Patent application title: Seed Meter And Seed Disk With Peripheral Edge Seed Pick-Up
Nathan A Mariman (Geneseo, IL, US)
Nathan A Mariman (Geneseo, IL, US)
IPC8 Class: AA01C1900FI
Class name: Planting broadcasting machines with scatterer
Publication date: 2010-09-09
Patent application number: 20100224110
A seed meter with a flat seed disk with seed apertures on the peripheral
edge of the disk results is provided. The seed pick-up on the disk edge
enables a more predictable seed trajectory thereby improving the accuracy
of seed spacing. With seed pick-up on the disk periphery, the seed
reservoir in the meter housing is located rearward of the disk as opposed
to the side of the disk, resulting in a narrowing of the meter housing,
making it easier to package two meters close together for twin row
planting or to lower the meter in the row unit, reducing the seed drop
distance. With improved seed placement accuracy, the planter travel speed
can be increased. Further efficiency is gained by a vacuum clean-out of
the seed meters, reducing the time required to change seed type or
1. A seed disk for an air pressure seed meter comprising:a circular member
having a first side, a second side and a peripheral edge, the circular
member adapted for rotation about an axis with the peripheral edge in
communication with a source of seeds; anda plurality of passages in said
circular member extending from apertures in the peripheral edge of the
circular member to openings in the first side of the disk.

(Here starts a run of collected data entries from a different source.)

use crate::{ECoord, WCoord};

/// Trait for types that can detect collisions (touching included) between `Self` and `T`.
pub trait CollidesWith<T> {
    fn collides_with(&self, other: &T) -> bool;
}

/// Trait for types that can compute the minimum distance between `Self` and `T`.
pub trait DistanceTo<T> {
    /// Minimum distance between two primitives, rounded down. Will be 0 in case of a collision.
    fn distance_to(&self, other: &T) -> ECoord;

    /// Squared version of [DistanceTo::distance_to], without rounding
    fn sq_distance_to(&self, other: &T) -> WCoord;
}
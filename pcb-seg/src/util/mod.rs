/// Invariant checks used in `debug_assert!()` blocks throughout the kernel.
pub mod assertions;

mod int_math;

#[doc(inline)]
pub use int_math::isqrt;
#[doc(inline)]
pub use int_math::floor_div_sqrt;
#[doc(inline)]
pub use int_math::rescale;
#[doc(inline)]
pub use int_math::round_sqrt;
#[doc(inline)]
pub use int_math::to_coord;
#[doc(inline)]
pub use int_math::to_coord_saturating;
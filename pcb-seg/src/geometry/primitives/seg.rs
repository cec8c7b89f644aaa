use std::fmt::{Display, Formatter};

use log::trace;

use crate::geometry::geo_enums::Side;
use crate::geometry::geo_traits::{CollidesWith, DistanceTo};
use crate::geometry::primitives::Point;
use crate::util::{assertions, floor_div_sqrt, isqrt, rescale, to_coord, to_coord_saturating};
use crate::{Coord, ECoord, WCoord};

/// Directed line segment from `a` to `b` between two integer [`Point`]s.
///
/// A segment is either *local*, owning copies of its endpoints, or *referenced*, borrowing its
/// endpoints from an ordered point sequence (e.g. a [`LineChain`](super::LineChain)) together with
/// the position of the edge in that sequence. The borrow ties a referenced segment to the lifetime
/// of its sequence. Copying a segment keeps its mode: a copy of a referenced segment still aliases
/// the same points.
///
/// None of the operations fail, and none overflow for endpoints anywhere in the [`Coord`] range:
/// differences are taken in [`ECoord`], their products in [`WCoord`]. Zero-length segments behave
/// as the point they collapse to, parallel lines have no intersection.
#[derive(Clone, Copy, Debug, PartialEq, Eq)]
pub struct Seg<'a> {
    ends: Ends<'a>,
}

#[derive(Clone, Copy, Debug, PartialEq, Eq)]
enum Ends<'a> {
    Local {
        a: Point,
        b: Point,
    },
    Referenced {
        a: &'a Point,
        b: &'a Point,
        index: usize,
    },
}

/// Cross products of the two direction vectors `e = B - A`, `f = D - C` and the offset `ac = C - A`.
/// The lines meet at `A + e * p / d` = `C + f * q / d`.
struct LineCrossing {
    d: WCoord,
    p: WCoord,
    q: WCoord,
}

impl LineCrossing {
    fn within_both(&self) -> bool {
        within_unit(self.p, self.d) && within_unit(self.q, self.d)
    }

    fn at_shared_endpoint(&self) -> bool {
        (self.p == 0 || self.p == self.d) && (self.q == 0 || self.q == self.d)
    }
}

/// `num / den` ∈ [0, 1], without dividing
fn within_unit(num: WCoord, den: WCoord) -> bool {
    match den > 0 {
        true => (0..=den).contains(&num),
        false => (den..=0).contains(&num),
    }
}

fn between(v: Coord, bound_1: Coord, bound_2: Coord) -> bool {
    bound_1.min(bound_2) <= v && v <= bound_1.max(bound_2)
}

impl<'a> Seg<'a> {
    /// Local segment from `a` to `b`
    pub const fn new(a: Point, b: Point) -> Self {
        Seg {
            ends: Ends::Local { a, b },
        }
    }

    /// Local segment from `(x1, y1)` to `(x2, y2)`
    pub const fn from_coords(x1: Coord, y1: Coord, x2: Coord, y2: Coord) -> Self {
        Seg::new(Point::new(x1, y1), Point::new(x2, y2))
    }

    /// Segment aliasing two points of a point sequence, `index` being its position in that sequence
    pub const fn referenced(a: &'a Point, b: &'a Point, index: usize) -> Self {
        Seg {
            ends: Ends::Referenced { a, b, index },
        }
    }

    pub fn a(&self) -> Point {
        match self.ends {
            Ends::Local { a, .. } => a,
            Ends::Referenced { a, .. } => *a,
        }
    }

    pub fn b(&self) -> Point {
        match self.ends {
            Ends::Local { b, .. } => b,
            Ends::Referenced { b, .. } => *b,
        }
    }

    fn endpoints(&self) -> (Point, Point) {
        (self.a(), self.b())
    }

    /// Position of the segment in its parent sequence, `None` for local segments
    pub fn index(&self) -> Option<usize> {
        match self.ends {
            Ends::Local { .. } => None,
            Ends::Referenced { index, .. } => Some(index),
        }
    }

    pub fn is_local(&self) -> bool {
        matches!(self.ends, Ends::Local { .. })
    }

    /// Local copy of the segment, detached from any point sequence
    pub fn to_local(&self) -> Seg<'static> {
        Seg::new(self.a(), self.b())
    }

    /// Local segment running from `b` to `a`
    pub fn reversed(&self) -> Seg<'static> {
        Seg::new(self.b(), self.a())
    }

    pub fn is_degenerate(&self) -> bool {
        self.a() == self.b()
    }

    /// Length of the segment, rounded to the nearest integer
    pub fn length(&self) -> ECoord {
        (self.b() - self.a()).euclidean_norm()
    }

    /// Side of the directed line A→B on which `p` lies.
    /// Every point is [`Side::OnLine`] of a zero-length segment.
    pub fn side(&self, p: Point) -> Side {
        let (a, b) = self.endpoints();
        Side::from_det((b - a).cross(&(p - a)))
    }

    /// Perpendicular distance from `p` to the infinite line through `a` and `b`, truncated towards zero.
    /// With `signed`, the sign agrees with [`Seg::side`] (negative = left).
    ///
    /// A zero-length segment has no line, the (rounded) distance to `a` is returned instead.
    pub fn line_distance(&self, p: Point, signed: bool) -> ECoord {
        let (a, b) = self.endpoints();
        let d = b - a;
        if a == b {
            return (p - a).euclidean_norm();
        }
        // (B - A) × (P - A) is the line equation p·x + q·y + r evaluated at P, with p = Ay - By, q = Bx - Ax
        let num = d.cross(&(p - a));
        let dist = floor_div_sqrt(num, d.squared_euclidean_norm());

        match signed && num < 0 {
            true => -dist,
            false => dist,
        }
    }

    /// Perpendicular projection of `p` onto the infinite line through `a` and `b`.
    /// Coordinates are rounded to the nearest integer and clamped to the [`Coord`] range.
    pub fn line_project(&self, p: Point) -> Point {
        let (a, b) = self.endpoints();
        let d = b - a;
        let l_squared = d.squared_euclidean_norm();
        if l_squared == 0 {
            return a;
        }
        let t = d.dot(&(p - a));
        let x = a.x as WCoord + rescale(t, d.x as WCoord, l_squared);
        let y = a.y as WCoord + rescale(t, d.y as WCoord, l_squared);

        Point::new(to_coord_saturating(x), to_coord_saturating(y))
    }

    /// Point of the segment closest to `p`
    pub fn nearest_point(&self, p: Point) -> Point {
        let (a, b) = self.endpoints();
        let d = b - a;
        let l_squared = d.squared_euclidean_norm();
        if l_squared == 0 {
            return a;
        }

        let t = d.dot(&(p - a));
        let nearest = if t < 0 {
            a
        } else if t > l_squared {
            b
        } else {
            // t / l² ∈ [0, 1], so the result lies between a and b and narrowing never clamps
            let x = a.x as WCoord + rescale(t, d.x as WCoord, l_squared);
            let y = a.y as WCoord + rescale(t, d.y as WCoord, l_squared);
            Point::new(to_coord_saturating(x), to_coord_saturating(y))
        };

        assertions::kernel_assert!(
            assertions::point_within_seg_bbox(self, nearest),
            "nearest point {nearest} of {p} outside of {self}"
        );
        nearest
    }

    fn line_crossing(&self, other: &Seg) -> LineCrossing {
        let (a, b) = self.endpoints();
        let (c, d) = other.endpoints();
        let (e, f, ac) = (b - a, d - c, c - a);

        LineCrossing {
            d: f.cross(&e),
            p: f.cross(&ac),
            q: e.cross(&ac),
        }
    }

    /// Intersection point of the segment with `other`.
    ///
    /// * `ignore_endpoints`: an intersection lying on an endpoint of both segments (touching, not crossing) is not reported.
    /// * `lines`: both segments are extended to infinite lines.
    ///
    /// Parallel segments never intersect, not even when they overlap. A zero-length segment intersects
    /// `other` only if its point lies on `other`. Line intersections outside the [`Coord`] range are not reported.
    pub fn intersect(&self, other: &Seg, ignore_endpoints: bool, lines: bool) -> Option<Point> {
        if self.is_degenerate() || other.is_degenerate() {
            return self.degenerate_intersection(other, ignore_endpoints, lines);
        }

        let lc = self.line_crossing(other);
        if lc.d == 0 {
            return None;
        }
        if !lines && (!lc.within_both() || (ignore_endpoints && lc.at_shared_endpoint())) {
            return None;
        }

        let (c, d) = other.endpoints();
        let f = d - c;
        let x = c.x as WCoord + rescale(lc.q, f.x as WCoord, lc.d);
        let y = c.y as WCoord + rescale(lc.q, f.y as WCoord, lc.d);

        match (to_coord(x), to_coord(y)) {
            (Some(x), Some(y)) => Some(Point::new(x, y)),
            _ => {
                trace!("line intersection of {self} and {other} at ({x}, {y}) is not representable");
                None
            }
        }
    }

    /// Intersection of the infinite lines through both segments
    pub fn intersect_lines(&self, other: &Seg) -> Option<Point> {
        self.intersect(other, false, true)
    }

    /// Whether the two bounded segments share at least one point, endpoints included.
    /// Unlike [`Seg::intersect`], overlapping collinear segments do intersect.
    pub fn intersects(&self, other: &Seg) -> bool {
        if self.is_degenerate() || other.is_degenerate() {
            return self.degenerate_intersection(other, false, false).is_some();
        }
        let lc = self.line_crossing(other);
        match lc.d {
            0 => {
                self.contains(other.a())
                    || self.contains(other.b())
                    || other.contains(self.a())
                    || other.contains(self.b())
            }
            _ => lc.within_both(),
        }
    }

    fn degenerate_intersection(
        &self,
        other: &Seg,
        ignore_endpoints: bool,
        lines: bool,
    ) -> Option<Point> {
        //the zero-length segment acts as a single point
        let (pt, host) = match self.is_degenerate() {
            true => (self.a(), other),
            false => (other.a(), self),
        };
        let hit = match lines && !host.is_degenerate() {
            true => host.side(pt) == Side::OnLine,
            false => host.contains(pt),
        };
        let on_host_endpoint = pt == host.a() || pt == host.b();

        match hit && !(ignore_endpoints && !lines && on_host_endpoint) {
            true => Some(pt),
            false => None,
        }
    }

    /// Coefficients `(p, q, r)` of the line equation `p·x + q·y + r = 0` through `a` and `b`
    fn line_coefficients(&self) -> (WCoord, WCoord, WCoord) {
        let (a, b) = self.endpoints();
        let p = a.y as WCoord - b.y as WCoord;
        let q = b.x as WCoord - a.x as WCoord;
        let r = -p * a.x as WCoord - q * a.y as WCoord;
        (p, q, r)
    }

    /// Whether `other` lies on exactly the same directed line: equal line coefficients, offset included.
    /// Parallel but shifted segments, or segments of opposite direction, are not collinear.
    pub fn collinear(&self, other: &Seg) -> bool {
        self.line_coefficients() == other.line_coefficients()
    }

    /// Whether `p` lies exactly on the segment, endpoints included
    pub fn contains(&self, p: Point) -> bool {
        let (a, b) = self.endpoints();
        self.side(p) == Side::OnLine && between(p.x, a.x, b.x) && between(p.y, a.y, b.y)
    }

    /// Whether the segment comes strictly closer than `dist` to `p`. Negative thresholds count as 0.
    pub fn point_closer_than(&self, p: Point, dist: Coord) -> bool {
        let dist = dist.max(0) as WCoord;
        self.squared_distance(p) < dist * dist
    }

    /// Squared distance between `p` and [`Seg::nearest_point`]
    pub fn squared_distance(&self, p: Point) -> WCoord {
        (self.nearest_point(p) - p).squared_euclidean_norm()
    }

    /// Distance to `p`, rounded down
    pub fn distance(&self, p: Point) -> ECoord {
        isqrt(self.squared_distance(p))
    }

    /// Minimum squared distance between the two bounded segments, 0 if they intersect
    pub fn seg_squared_distance(&self, other: &Seg) -> WCoord {
        if self.intersects(other) {
            return 0;
        }
        //without intersection, the minimum is attained at one of the four endpoints
        let (a, b) = self.endpoints();
        let (c, d) = other.endpoints();

        other
            .squared_distance(a)
            .min(other.squared_distance(b))
            .min(self.squared_distance(c))
            .min(self.squared_distance(d))
    }

    /// Minimum distance between the two bounded segments, rounded down
    pub fn seg_distance(&self, other: &Seg) -> ECoord {
        isqrt(self.seg_squared_distance(other))
    }

    /// Whether the segments intersect or come within `clearance` of each other.
    /// Negative clearances count as 0, which reduces the test to intersection (touching included).
    pub fn collide(&self, other: &Seg, clearance: Coord) -> bool {
        let clearance = clearance.max(0);
        if self.bbox_gap_exceeds(other, clearance) {
            return false;
        }
        let clearance = clearance as WCoord;
        self.seg_squared_distance(other) <= clearance * clearance
    }

    /// Whether the bounding boxes are more than `clearance` apart along some axis
    fn bbox_gap_exceeds(&self, other: &Seg, clearance: Coord) -> bool {
        let (a, b) = self.endpoints();
        let (c, d) = other.endpoints();
        let gap = |lo_1: Coord, hi_1: Coord, lo_2: Coord, hi_2: Coord| {
            ECoord::max(lo_2 as ECoord - hi_1 as ECoord, lo_1 as ECoord - hi_2 as ECoord)
        };
        let gap_x = gap(a.x.min(b.x), a.x.max(b.x), c.x.min(d.x), c.x.max(d.x));
        let gap_y = gap(a.y.min(b.y), a.y.max(b.y), c.y.min(d.y), c.y.max(d.y));

        ECoord::max(gap_x, gap_y) > clearance as ECoord
    }
}

impl Default for Seg<'_> {
    fn default() -> Self {
        Seg::new(Point::default(), Point::default())
    }
}

impl Display for Seg<'_> {
    fn fmt(&self, f: &mut Formatter<'_>) -> std::fmt::Result {
        match self.ends {
            Ends::Local { a, b } => write!(f, "[ local {a} - {b} ]"),
            Ends::Referenced { a, b, index } => write!(f, "[ ref #{index} {a} - {b} ]"),
        }
    }
}

impl DistanceTo<Point> for Seg<'_> {
    fn distance_to(&self, other: &Point) -> ECoord {
        self.distance(*other)
    }

    fn sq_distance_to(&self, other: &Point) -> WCoord {
        self.squared_distance(*other)
    }
}

impl<'b> DistanceTo<Seg<'b>> for Seg<'_> {
    fn distance_to(&self, other: &Seg<'b>) -> ECoord {
        self.seg_distance(other)
    }

    fn sq_distance_to(&self, other: &Seg<'b>) -> WCoord {
        self.seg_squared_distance(other)
    }
}

impl<'b> CollidesWith<Seg<'b>> for Seg<'_> {
    fn collides_with(&self, other: &Seg<'b>) -> bool {
        self.intersects(other)
    }
}

impl CollidesWith<Point> for Seg<'_> {
    fn collides_with(&self, other: &Point) -> bool {
        self.contains(*other)
    }
}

2. The seed disk of claim 1 wherein the peripheral edge is inclined relative to the axis of rotation.
3. The seed disk of claim 2 wherein the peripheral edge is inclined radially inwardly relative to the axis of rotation in a direction from the first side to the second side.
4. The seed disk of claim 1 further comprising a plurality of recesses in the peripheral edge.
5. The seed disk of claim 3 further comprising features extending radially from the peripheral edge adjacent said second side of the circular member and located rearward of each aperture relative to a direction of rotation.
6. The seed disk of claim 1 further comprising features on the second side forming a confronting faces in the direction of rotation.
7. The seed disk of claim 6 wherein the feature on the second side is a raised feature from the second side.
8. The seed disk of claim 1 further comprising a raised rib in each of the passages blocking a portion of the associated aperture.
9. The seed disk of claim 1 wherein the circular member is a solid disk having a central hub portion, an intermediate portion and an outer annular portion adjacent the peripheral edge that is axially raised from the intermediate portion on the first side, and wherein the passages open to the first side of the disk in the outer annular portion.
10. A seed meter assembly comprising:a seed disk having a circular member with a first side, a second side and a peripheral edge, and a plurality of passages in the circular member extending from apertures in the peripheral edge of the circular member to openings in the first side of the disk arranged in a circular array; anda housing in which said seed disk is mounted for rotation about an axis, the housing forming a reservoir for seed through which the peripheral edge of the seed disk rotates and the housing forming an arcuate vacuum channel arranged in juxtaposition to the circular array of openings in the first side of the disk.
11. The seed meter assembly of claim 10 further comprising a vacuum port at a lower end of the reservoir adapted to couple the reservoir to a vacuum source to facilitate removal of seed from the reservoir by vacuum.
12. The seed meter assembly of claim 11 further comprising a vacuum pump selectively connectable to either the vacuum chamber or the seed reservoir.
13. The seed meter assembly of claim 10 further comprising:a seed singulator assembly carried by the housing having at least one wheel engaging the circular member and being in close proximity to the apertures to engage seed adhered to the apertures to remove excess seed therefrom, the at least one wheel being mounted to a carrier that is movably mounted to the housing whereby the wheel follows a surface of the circular member.
14. A seed meter assembly comprising:a seed metering member having a first side and a second side, the metering member including a plurality of passages therein opening to the first side of the metering member in a circular array of openings; anda housing in which said metering member is mounted for rotation about an axis, the housing forming an arcuate vacuum channel arranged in juxtaposition to the circular array of openings in the metering member and adapted to be coupled to a vacuum source, the vacuum channel having radially spaced inner and outer edges and leading and trailing ends in the direction of rotation of the metering member, the leading and trailing ends of the vacuum channel being arranged at an angle to the radial direction.
15. A seal for an arcuate vacuum chamber of a seed meter housing comprising first and second arcuate segments radially spaced from one another and connected to one another by first and second end segments, the end segments extending in a direction that is inclined to a radial direction defined by the first and second arcuate segments.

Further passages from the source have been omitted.